The concept of fitness is central to evolutionary biology. Genotypes with higher fitness will tend to produce more offspring and thereby increase in frequency over time compared to their less-fit competitors. Fitness, however, is often difficult to measure, especially for long-lived organisms. Unlike traits such as color, fitness cannot be observed at a single point in time, but instead it must be measured and integrated across the lifespan of the individuals. Thus, researchers typically measure fitness components – such as the number of seeds produced or young fledged – and use them as proxies for fitness.
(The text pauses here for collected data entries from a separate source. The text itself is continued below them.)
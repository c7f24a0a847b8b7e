use crate::error::NumberError;
use crate::report::{Report, ScalarField, Section};

use super::parse_count;

/// Semantic role of one input line.
#[derive(Debug, Clone, Copy, PartialEq, Eq)]
pub enum Line<'a> {
    /// Header with its raw value (text after the prefix).
    Scalar(ScalarField, &'a str),
    /// Title opening a ranked section.
    Section(Section),
    Blank,
    Other,
}

/// Dispatch tables, scanned top to bottom; first match wins.
const SCALAR_PREFIXES: [ScalarField; 6] = ScalarField::ALL;
const SECTION_TITLES: [Section; 6] = Section::ALL;

pub fn classify(line: &str) -> Line<'_> {
    for field in SCALAR_PREFIXES {
        if let Some(raw) = line.strip_prefix(field.prefix()) {
            return Line::Scalar(field, raw);
        }
    }

    for section in SECTION_TITLES {
        if line == section.title() {
            return Line::Section(section);
        }
    }

    if line.trim().is_empty() {
        Line::Blank
    } else {
        Line::Other
    }
}

/// Stores a header value, parsing it first when the field is a counter.
pub fn apply_scalar(report: &mut Report, field: ScalarField, raw: &str) -> Result<(), NumberError> {
    if field.is_numeric() {
        report.set_counter(field, parse_count(raw)?);
    } else {
        report.set_text(field, raw);
    }
    Ok(())
}

#[cfg(test)]
mod tests {
    use super::*;

    #[test]
    fn scalar_prefixes() {
        assert_eq!(classify("Block ID: 01ABCD"), Line::Scalar(ScalarField::BlockId, "01ABCD"));
        assert_eq!(classify("Duration: 2h0m0s"), Line::Scalar(ScalarField::Duration, "2h0m0s"));
        assert_eq!(classify("Series: 42"), Line::Scalar(ScalarField::Series, "42"));
        assert_eq!(classify("Label names: 7"), Line::Scalar(ScalarField::LabelNames, "7"));
        assert_eq!(
            classify("Postings (unique label pairs): 50"),
            Line::Scalar(ScalarField::PostingsUnique, "50")
        );
        assert_eq!(
            classify("Postings entries (total label pairs): 200"),
            Line::Scalar(ScalarField::PostingsEntries, "200")
        );
    }

    #[test]
    fn section_titles() {
        for section in Section::ALL {
            assert_eq!(classify(section.title()), Line::Section(section));
        }
    }

    #[test]
    fn titles_match_exactly() {
        assert_eq!(classify("Most common label pairs: "), Line::Other);
        assert_eq!(classify("most common label pairs:"), Line::Other);
        assert_eq!(classify(" Highest cardinality labels:"), Line::Other);
    }

    #[test]
    fn prefix_needs_separator() {
        assert_eq!(classify("Series:42"), Line::Other);
        assert_eq!(classify("Series: "), Line::Scalar(ScalarField::Series, ""));
    }

    #[test]
    fn blank_and_other() {
        assert_eq!(classify(""), Line::Blank);
        assert_eq!(classify(" \t "), Line::Blank);
        assert_eq!(classify("Block analysis"), Line::Other);
    }

    #[test]
    fn apply_counter_and_text() {
        let mut report = Report::default();
        apply_scalar(&mut report, ScalarField::PostingsEntries, "900").unwrap();
        apply_scalar(&mut report, ScalarField::Duration, "1h59m59.999s").unwrap();
        assert_eq!(report.postings_entries, 900);
        assert_eq!(report.duration, "1h59m59.999s");
    }

    #[test]
    fn apply_rejects_bad_counter() {
        let mut report = Report::default();
        assert_eq!(
            apply_scalar(&mut report, ScalarField::Series, "1.5"),
            Err(NumberError::InvalidDigit)
        );
        assert_eq!(report.series, 0);
    }
}
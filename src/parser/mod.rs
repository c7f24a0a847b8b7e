pub mod lines;
pub mod sections;

use std::io::{self, BufRead};

use tracing::{debug, trace};

use crate::error::{NumberError, ParseError, Result};
use crate::report::Report;
use lines::Line;

/// Two-step pipeline over one forward cursor: classify each line, and hand
/// the cursor to the section extractor whenever a title is recognized.
pub fn parse<R: BufRead>(input: R) -> Result<Report> {
    let mut cursor = LineCursor::new(input);
    let mut report = Report::default();
    let mut ignored = 0usize;

    while let Some(line) = cursor.next_line() {
        let line = line?;
        match lines::classify(&line) {
            Line::Scalar(field, raw) => {
                lines::apply_scalar(&mut report, field, raw).map_err(|source| {
                    ParseError::MalformedScalar {
                        line: cursor.line_number(),
                        field,
                        value: raw.to_string(),
                        source,
                    }
                })?;
                debug!(field = %field, value = raw, "scalar field");
            }
            Line::Section(section) => {
                let start = cursor.line_number();
                let entries = sections::extract_entries(&mut cursor)?;
                debug!(section = %section, line = start, entries = entries.len(), "ranked section");
                report.set_section(section, entries);
            }
            Line::Blank | Line::Other => ignored += 1,
        }
    }

    trace!(lines = cursor.line_number(), ignored, "report parsed");
    Ok(report)
}

pub fn parse_str(text: &str) -> Result<Report> {
    parse(text.as_bytes())
}

/// Forward-only line reader that remembers how many lines it has handed out.
pub struct LineCursor<R> {
    lines: io::Lines<R>,
    line_number: usize,
}

impl<R: BufRead> LineCursor<R> {
    pub fn new(reader: R) -> Self {
        LineCursor {
            lines: reader.lines(),
            line_number: 0,
        }
    }

    pub fn next_line(&mut self) -> Option<io::Result<String>> {
        let line = self.lines.next()?;
        self.line_number += 1;
        Some(line)
    }

    /// 1-based number of the last line returned, 0 before the first read.
    pub fn line_number(&self) -> usize {
        self.line_number
    }
}

/// Strict decimal `u64`: digits only, no sign, no padding.
pub fn parse_count(raw: &str) -> std::result::Result<u64, NumberError> {
    if raw.is_empty() {
        return Err(NumberError::Empty);
    }
    if !raw.bytes().all(|b| b.is_ascii_digit()) {
        return Err(NumberError::InvalidDigit);
    }
    raw.parse::<u64>().map_err(|_| NumberError::OutOfRange)
}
These limitations can be overcome in experimental evolution studies using microorganisms. Microbial systems typically have rapid generations and require little space, making them attractive for laboratory-based studies. Replicate populations founded from a common ancestor allow researchers to examine the repeatability of evolutionary changes. Environments can be controlled, reducing uninformative variation between samples or populations and allowing precise manipulations of conditions of interest. Also, one can often freeze microbial populations at multiple points along an evolutionary trajectory and revive them later, allowing direct comparisons between ancestral and derived populations [1,2]. Owing to these advantages, evolution experiments with microbes are becoming increasingly common [3–5]. Thus, it is important to be able to accurately quantify fitness in these experiments, in order to understand the evolutionary dynamics at work.

One commonly employed method of quantifying microbial fitness is to calculate the maximum growth rate (V_{max}) of a culture growing on its own [6–10], usually by measuring the optical density of the culture over time. These measurements have the advantages of being simple and fast; a spectrophotometer can measure many samples in a multi-well plate in quick succession, and systems can be programmed to take measurements over the full growth cycle of a culture. However, maximum growth rate is typically only one component of fitness even in the simplest systems [11], and hence it provides, at best, only a proxy for fitness.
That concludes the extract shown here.